Костёр был разложен на крохотной поляне, тщательно очищенной от сухостоя, рядом с ключом. Как ни присматривался Савмак, но людей поблизости он так и не заметил, хотя над костром висел большой котёл с каким-то варевом, а на ветвях кустарника сушилась натянутая на деревянную рамку баранья шкура. Но соблазнительный аромат еды мало волновал подростка в этот момент: его глаза были прикованы к весело журчащим холодным струйкам родника. Жажда, мучившая Савмака с полудня, была нестерпима, и он, позабыв об осторожности, кубарем скатился вниз по склону, лёг на живот и, окунув голову почти по макушку в живительную влагу, принялся с торопливым наслаждением пить ледяную воду.
— Эй ты, замри! — неожиданно раздался чей-то писклявый голос. — Иначе пришпилю к земле, как букашку.
От испуга Савмак поперхнулся, закашлялся, и невольно повернулся на бок. Чуть поодаль, держа в руках лук, стоял невысокий, сморщенный старикашка в невообразимых лохмотьях. Он был худ, скрючен, с виду немощен, но хитрое лисье лицо поражало выражением жестокости и коварства.
— Брось мне свой меч, — продолжал командовать старикашка. — Вот так… Нож у тебя есть? Нет? Ай, врёшь, собачье отродье. Ну ладно, ложись ничком, а руки сложи за спиной. И смотри — шевельнёшься, получишь стрелу в затылок.
Савмак безропотно повиновался. Старик разговаривал с ним на ломанном скифском языке с примесью таких же исковерканных эллинских слов, и подросток его понимал достаточно хорошо, хотя от этого ему было не легче. Савмак едва не заплакал от злости, что попал в западню, как желторотый птенец-несмышлёныш.
Тем временем старикашка связал ему руки волосяным арканом.
— Ты кто такой? — спросил старый разбойник, накладывая последние узлы на ноги. — Молчишь? Ничего, я тебе язык развяжу… — рассмеялся он довольным, визгливым смешком.
Старик поторопился к котлу, в котором бурлило, выплёскиваясь на дрова, варево. Помешав похлёбку окорённой веткой, он возвратился к связанному пленнику.
— Значит, говорить со мной не хочешь… — снова хихикнул он с ехидцей. — И то ладно… Интересно, что тут у тебя? — принялся вытряхивать содержимое перемётной сумы на землю. — О, панцирь! — с ликованием вскричал он и жадно схватил ярко начищенные пластины. — Благодарю тебя, Мать Кибела, за такую удачу! Клянусь, принесу на твой алтарь богатые дары… если, конечно, мне дадут за него хорошую цену… — старик с видом знатока принялся рассматривать чеканные изображения диковинных зверей на нагруднике. — Ц-ц-ц… — поцокал языком в восхищении. — Он и впрямь стоит больших денег. Никому его не доверю, сам продам, — наконец принял решение.
Старик завернул панцирь в грязную циновку и скрылся в кустарнике. Савмак попытался ослабить узлы, но старый разбойник знал своё дело, и подросток в полном отчаянии затих, уставившись на вечернее небо.
Возвратился старикашка уже без панциря, с охапкой хвороста.

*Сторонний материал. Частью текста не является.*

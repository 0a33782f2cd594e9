use std::{
    fs::File,
    io::{BufRead, BufReader},
    path::{Path, PathBuf},
};

use crate::formula::{Clause, Cnf, Literal, Variable, VariableParseError};
use crate::prelude::*;

#[derive(Debug, Snafu)]
pub enum Error {
    #[snafu(display("Cannot open file '{}'", path.display()))]
    IoError {
        path: PathBuf,
        source: std::io::Error,
    },
    #[snafu(display("I/O error occurred while reading CNF input"))]
    ReadError { source: std::io::Error },
    #[snafu(display("Invalid DIMACS, unknown letter at line {}", line))]
    UnknownLineStart { line: usize },
    #[snafu(display("Problem line 'p cnf <num_variables> <num_clauses>' is not found"))]
    MissingProblemDefinition,
    #[snafu(display(
        "Problem line '{}' does not match 'p cnf <num_variables> <num_clauses>'",
        line
    ))]
    MalformedProblemDefinition { line: String },
    #[snafu(display(
        "Too many variables: {} declared, at most {} supported",
        num_variables,
        max_variables
    ))]
    TooManyVariables {
        num_variables: usize,
        max_variables: usize,
    },
    #[snafu(display("Failed to parse line '{}' as clause", clause))]
    MalformedClause { clause: String },
    #[snafu(display("Invalid literal found in clause '{}'", clause))]
    MalformedLiteral {
        clause: String,
        source: VariableParseError,
    },
    #[snafu(display(
        "Literal {} is out of range (the problem line declares {} variables)",
        literal,
        num_variables
    ))]
    VariableOutOfRange {
        literal: Literal,
        num_variables: usize,
    },
    #[snafu(display(
        "The number of clauses ({}) does not match the clauses number in the problem definition ({})",
        found,
        expected,
    ))]
    ClauseCountMismatch { expected: usize, found: usize },
}

/// Parse a line to a clause.
/// Returns `None` if the clause contains a literal and its negation.
fn parse_line(line: &str, num_variables: usize) -> Result<Option<Clause>, Error> {
    let mut literals = Vec::new();
    let mut terminated = false;

    for token in line.split_whitespace() {
        if token == "0" {
            terminated = true;
            break;
        }

        let literal = token.parse::<Literal>().with_context(|| MalformedLiteral {
            clause: line.to_owned(),
        })?;
        ensure!(
            literal.variable().id() <= num_variables,
            VariableOutOfRange {
                literal,
                num_variables,
            }
        );
        literals.push(literal);
    }

    ensure!(
        terminated,
        MalformedClause {
            clause: line.to_owned(),
        }
    );

    Ok(Clause::new(literals))
}

/// Parse the problem line into `(num_variables, num_clauses)`
fn parse_problem_line(line: &str) -> Result<(usize, usize), Error> {
    let splitted = line.split_whitespace().collect::<Vec<_>>();

    // We only support CNF DIMACS format
    ensure!(
        splitted.len() == 4 && splitted[0] == "p" && splitted[1] == "cnf",
        MalformedProblemDefinition { line }
    );

    match (splitted[2].parse::<usize>(), splitted[3].parse::<usize>()) {
        (Ok(num_variables), Ok(num_clauses)) => Ok((num_variables, num_clauses)),
        _ => MalformedProblemDefinition { line }.fail(),
    }
}

/// Parses CNF formula from a buffered reader.
///
/// Fails with [`Error::TooManyVariables`] right after the problem line if it declares more than
/// `max_variables` variables, without looking at any clause.
pub fn parse_reader(reader: impl BufRead, max_variables: usize) -> Result<Cnf, Error> {
    let max_variables = max_variables.min(Variable::MAX_VARIABLE_ID);
    let mut lines = reader.lines().enumerate();

    // skip comments until we find the problem definition
    let prob_line = loop {
        let (index, line) = lines.next().context(MissingProblemDefinition)?;
        let line = line.context(ReadError)?;
        if line.trim().is_empty() {
            continue;
        }

        match line.chars().next() {
            Some('c') => continue,
            Some('p') => break line,
            _ => return UnknownLineStart { line: index + 1 }.fail(),
        }
    };

    let (num_variables, num_clauses) = parse_problem_line(&prob_line)?;
    ensure!(
        num_variables <= max_variables,
        TooManyVariables {
            num_variables,
            max_variables,
        }
    );

    let mut cnf = Cnf::new(num_variables);
    let mut found = 0;

    for (_, line) in lines {
        if found == num_clauses {
            break;
        }

        let line = line.context(ReadError)?;
        let trimmed = line.trim();
        if trimmed.is_empty() || trimmed.starts_with('c') {
            // empty line, comment
            continue;
        }

        match parse_line(trimmed, num_variables)? {
            Some(clause) => cnf.add_clause(clause),
            None => cnf.add_tautology(),
        }
        found += 1;
    }

    ensure!(
        found == num_clauses,
        ClauseCountMismatch {
            found,
            expected: num_clauses,
        }
    );

    debug!(
        "Parsed CNF with {} variables and {} clauses ({} tautologies dropped)",
        cnf.num_variables(),
        cnf.clauses().len(),
        cnf.dropped_tautologies()
    );
    trace!("{}", cnf);

    Ok(cnf)
}

/// Parses CNF formula from a string
pub fn parse_str(input: &str, max_variables: usize) -> Result<Cnf, Error> {
    parse_reader(input.as_bytes(), max_variables)
}

/// Parses CNF formula from a file
pub fn parse_file(path: impl AsRef<Path>, max_variables: usize) -> Result<Cnf, Error> {
    let path = path.as_ref();
    let file = BufReader::new(File::open(path).context(IoError {
        path: path.to_owned(),
    })?);

    parse_reader(file, max_variables)
}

Мурлыкая что-то себе под нос, он положил хворост возле костра, а сам вдруг исчез, будто провалился под землю. И только теперь, присмотревшись, Савмак заметил вход в землянку, замаскированный срезанными ветками.
— Ей, щенок, а ведь одежонка-то у тебя справная, — задумчиво пропищал старик, когда вернулся к костру. — И рост подходящий…

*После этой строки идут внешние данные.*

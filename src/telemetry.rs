use std::fmt;
use tracing_subscriber::EnvFilter;
use tracing_subscriber::filter::ParseError;

#[derive(Debug)]
pub enum TelemetryError {
    EnvFilter { value: String, source: ParseError },
    Subscriber(Box<dyn std::error::Error + Send + Sync>),
}

impl fmt::Display for TelemetryError {
    fn fmt(&self, f: &mut fmt::Formatter<'_>) -> fmt::Result {
        match self {
            TelemetryError::EnvFilter { value, .. } => {
                write!(f, "invalid log filter '{value}'")
            }
            TelemetryError::Subscriber(err) => write!(f, "telemetry error: {err}"),
        }
    }
}

impl std::error::Error for TelemetryError {
    fn source(&self) -> Option<&(dyn std::error::Error + 'static)> {
        match self {
            TelemetryError::EnvFilter { source, .. } => Some(source),
            TelemetryError::Subscriber(err) => Some(&**err),
        }
    }
}

/// Install the global subscriber. `RUST_LOG` wins over `fallback_filter`.
/// Logs go to stderr so CLI output stays clean.
pub fn init(fallback_filter: &str) -> Result<(), TelemetryError> {
    let env_filter = match EnvFilter::try_from_default_env() {
        Ok(filter) => filter,
        Err(_) => EnvFilter::try_new(fallback_filter).map_err(|source| {
            TelemetryError::EnvFilter {
                value: fallback_filter.to_string(),
                source,
            }
        })?,
    };

    tracing_subscriber::fmt()
        .with_env_filter(env_filter)
        .with_target(false)
        .with_writer(std::io::stderr)
        .compact()
        .with_ansi(false)
        .try_init()
        .map_err(TelemetryError::Subscriber)
}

Пыхтя от чрезмерных для него усилий, он подтащил Савмака к невысокому столбу у озерка, судя по отпечаткам лошадиных копыт и навозу — коновязи, помог ему встать и привязал обрывком верёвки. Затем, поочерёдно распуская узлы на руках и ногах пленника, снял с него куртку и брюки, оставив только исподнее. Взвизгивая от радостного возбуждения, старикашка переоделся, а своё тряпьё швырнул Савмаку.

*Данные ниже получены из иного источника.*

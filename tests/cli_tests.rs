#![cfg(feature = "cli")]

use assert_cmd::Command;
use predicates::str::contains as str_contains;
use tempfile::NamedTempFile;

#[allow(deprecated)]
fn run_cli(script: &str) -> assert_cmd::assert::Assert {
    let mut cmd = Command::cargo_bin("cli").expect("cli binary");
    cmd.write_stdin(script.to_string()).assert()
}

#[test]
fn cli_adds_vacation_and_shows_hours() {
    run_cli("add 2025-03-10 22:00 2025-03-11 07:00 40 GE agent de sécurité\ncompute\nquit\n")
        .success()
        .stdout(str_contains("Added vacation id=1"))
        .stdout(str_contains("agent de sécurité"))
        .stdout(str_contains("ht=430.00"));
}

#[test]
fn cli_reports_invalid_vacation() {
    run_cli("add 2025-03-10 22:00 2025-03-10 06:00 40 GE\nquit\n")
        .success()
        .stdout(str_contains("is not after its start"));
}

#[test]
fn cli_delete_command_removes_vacation() {
    run_cli(
        "add 2025-03-10 08:00 2025-03-10 16:00 40 GE\nadd 2025-03-11 08:00 2025-03-11 16:00 40 GE\ndelete 2\ndelete 9\nquit\n",
    )
    .success()
    .stdout(str_contains("Deleted vacation 2."))
    .stdout(str_contains("Vacation 9 not found."));
}

#[test]
fn cli_groups_consecutive_shifts() {
    run_cli(
        "add 2025-03-10 08:00 2025-03-10 16:00 40 GE\nadd 2025-03-11 08:00 2025-03-11 16:00 40 GE\ngrouped\nquit\n",
    )
    .success()
    .stdout(str_contains("du 10.03.2025 au 11.03.2025"));
}

#[test]
fn cli_updates_settings_and_pause() {
    run_cli(
        "add 2025-03-10 18:00 2025-03-11 02:00 40 GE\npause 1 60 unpaid\nsettings vat 150\nsettings markup night 50\ncompute\nquit\n",
    )
    .success()
    .stdout(str_contains("pause set."))
    .stdout(str_contains("vat_pct must be between 0 and 100"))
    .stdout(str_contains("night markup set to 50%."))
    .stdout(str_contains("hours=7.00"));
}

#[test]
fn cli_save_and_load_json_round_trip() {
    let tmp = NamedTempFile::new().expect("create temp file");
    let path = tmp.path().to_string_lossy().replace('\\', "\\\\");
    let script = format!(
        "client name Garage Central\nadd 2025-03-10 08:00 2025-03-10 16:00 40 GE\nsave json {}\nadd 2025-03-12 08:00 2025-03-12 12:00 99 VS\nload json {}\nshow\nquit\n",
        path, path
    );
    let assert = run_cli(&script).success();
    let output = String::from_utf8_lossy(&assert.get_output().stdout);
    assert!(
        output.contains("Quote loaded from"),
        "expected output to mention load completion"
    );
    let after_reload = output
        .split("Quote loaded from")
        .last()
        .unwrap_or_default();
    assert!(
        after_reload.contains("2025-03-10 08:00"),
        "persisted vacation should remain:\n{}",
        after_reload
    );
    assert!(
        !after_reload.contains("2025-03-12"),
        "temporary vacation should not appear after reload:\n{}",
        after_reload
    );
}

#[test]
fn cli_preview_renders_document() {
    run_cli(
        "client name Garage Central\nadd 2025-03-10 08:00 2025-03-10 16:00 40 GE\nitem add 1 50 Badge\npreview\nquit\n",
    )
    .success()
    .stdout(str_contains("Garage Central"))
    .stdout(str_contains("Total TTC"));
}

#[test]
fn cli_reports_unknown_pause_policy() {
    run_cli("settings pause evenly\nsettings pause\nquit\n")
        .success()
        .stdout(str_contains("Error: unknown pause_allocation 'evenly'"))
        .stdout(str_contains("Usage: settings pause <normal_first|proportional>"));
}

— Носи на здоровье… — гнусно захихикал он, доставая из котла кусок мяса.
Захлёбываясь слюной, старикашка принялся резать мясо на мелкие кусочки и глотать его, почти не пережёвывая. Время от времени он визгливо ругался, и, морщась, пробовал заскорузлыми пальцами гнилые, источенные годами зубы. Насытившись, старый разбойник удовлетворённо рыгнул и поплёлся в землянку, откуда вскоре раздался булькающий храп.